Maine quickly became a laboratory for the best methods to gut Medicaid, and Mainers its lab rats. About 25,000 Mainers were tossed off Medicaid in 2013 alone after the state implemented stricter eligibility rules overseen by Mayhew. Mayhew’s DHHS also applied for a federal waiver that would allow the state to implement not just work requirements for Medicaid, but force people to pay monthly premiums, and a $20 co-pay for “inappropriate emergency room use” and other indignities. (She has since recused herself from any decisions involving Maine’s pending waiver.)

Mayhew didn’t restrict her mayhem to Medicaid, of course. She dragged her feet on dealing with the opioid epidemic and presided over a paring back of Supplemental Nutrition Assistance Program (SNAP) benefits and implementing work requirements for SNAP recipients.

The result? Hunger shot up. Maine now ranks third in the nation in the rate of its residents who experience hunger, behind Alabama and Louisiana. There are now 80 food pantries serving state residents and one-quarter of those opened in the past five years, according to Preble Street, a Portland anti-poverty organization.

Appalled by the state’s refusal to expand Medicaid eligibility, Mainers placed an initiative on the ballot that put Medicaid expansion to a vote, with the prospect of health care for an additional 80,000 people hanging in the balance. The measure passed easily last year, but LePage did not budge, vetoed legislation to get expansion moving, and has kept stalling even after even after the Maine Supreme Court directed him to create an implementation plan. Not surprisingly, LePage is spending the waning days of his tenure going mano-a-mano with the state courts.

Mayhew got to watch these more recent developments from afar having departed state government in the middle of 2017 to seek the Republican gubernatorial nomination. She did not deviate from her hardline on social services during her unsuccessful 2018 GOP primary campaign, voicing, for instance, strong opposition to a November ballot initiative that would guarantee home health care for seniors and people with disabilities through a tax on wealthier Mainers.
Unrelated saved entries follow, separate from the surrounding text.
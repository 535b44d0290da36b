//! Primary synchronization sequence generation.
//!
//! The PSS is a 127-element BPSK m-sequence; the three cell-identity
//! hypotheses N_ID(2) ∈ {0, 1, 2} are cyclic shifts of one generator
//! output. The synchronizer matched-filters against time-domain replicas
//! rendered by placing the sequence on the center subcarriers of the
//! bandwidth-part grid and inverse-transforming once at startup.
//!
//! ## Example
//!
//! ```rust
//! use nrsniff_core::pss;
//!
//! let d0 = pss::sequence(0).unwrap();
//! let d1 = pss::sequence(1).unwrap();
//! // m-sequence shifts are nearly orthogonal
//! let cross: f64 = d0.iter().zip(d1.iter()).map(|(a, b)| a * b).sum();
//! assert!(cross.abs() < 2.0);
//! ```

use num_complex::Complex64;
use rustfft::FftPlanner;

use crate::params::PSS_LENGTH;
use crate::types::{IQBuffer, PhyError, PhyResult};

/// Cyclic shift applied per N_ID(2) hypothesis.
const NID2_SHIFT: usize = 43;

/// Generate the BPSK PSS sequence for one N_ID(2) hypothesis.
///
/// Values are ±1.0; length is [`PSS_LENGTH`].
pub fn sequence(nid2: u8) -> PhyResult<Vec<f64>> {
    if nid2 > 2 {
        return Err(PhyError::InvalidNid2(nid2));
    }

    // x(i+7) = (x(i+4) + x(i)) mod 2, seeded per TS 38.211 7.4.2.2.
    let mut x = [0u8; PSS_LENGTH];
    x[..7].copy_from_slice(&[0, 1, 1, 0, 1, 1, 1]);
    for i in 0..PSS_LENGTH - 7 {
        x[i + 7] = (x[i + 4] + x[i]) % 2;
    }

    let shift = NID2_SHIFT * nid2 as usize;
    Ok((0..PSS_LENGTH)
        .map(|n| 1.0 - 2.0 * x[(n + shift) % PSS_LENGTH] as f64)
        .collect())
}

/// Render the PSS for one N_ID(2) as a unit-energy time-domain replica.
///
/// The 127 BPSK values are mapped onto the subcarriers centered on DC of
/// an `fft_size`-point grid and inverse-transformed. `fft_size` must be a
/// power of two at least 128 (the bandwidth-part grid guarantees this).
pub fn time_replica(nid2: u8, fft_size: usize) -> PhyResult<IQBuffer> {
    if !fft_size.is_power_of_two() || fft_size < 128 {
        return Err(PhyError::GridTooNarrow(fft_size));
    }
    let d = sequence(nid2)?;

    let mut grid = vec![Complex64::new(0.0, 0.0); fft_size];
    for (n, &v) in d.iter().enumerate() {
        // Subcarrier offsets -63..=63 relative to DC.
        let k = n as i64 - (PSS_LENGTH as i64 - 1) / 2;
        let bin = k.rem_euclid(fft_size as i64) as usize;
        grid[bin] = Complex64::new(v, 0.0);
    }

    let mut planner = FftPlanner::<f64>::new();
    planner.plan_fft_inverse(fft_size).process(&mut grid);

    // Normalize to unit energy so correlation magnitudes are comparable
    // across grid sizes.
    let energy: f64 = grid.iter().map(|s| s.norm_sqr()).sum();
    let scale = 1.0 / energy.sqrt();
    for s in grid.iter_mut() {
        *s *= scale;
    }

    Ok(grid)
}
With more than 50 percent of Mainers disapproving of her ex-boss, she continued to trumpet saving taxpayer dollars by getting a handle on the supposed waste, fraud, and abuse that accompanies all government programs.

But Maine Republicans were done with such far right-wing drivel. Mayhew came in third in a four-way race for GOP nomination for governor, with just 15 percent of the vote, failing even to carry even her hometown.

The headline for a Portland Press Herald editorial marking her departure from Augusta nicely summed up her career: “Mary Mayhew has a history of misplaced priorities.” With Mayhew and Verma now reunited in Washington, however, expect more battles of the sort that led to mayhem in Maine. The poorest Americans will get poorer, victims of the smug ideologues who seek cuts to social welfare services to pay for their tax cuts, and of Republicans’ drive to rally their base.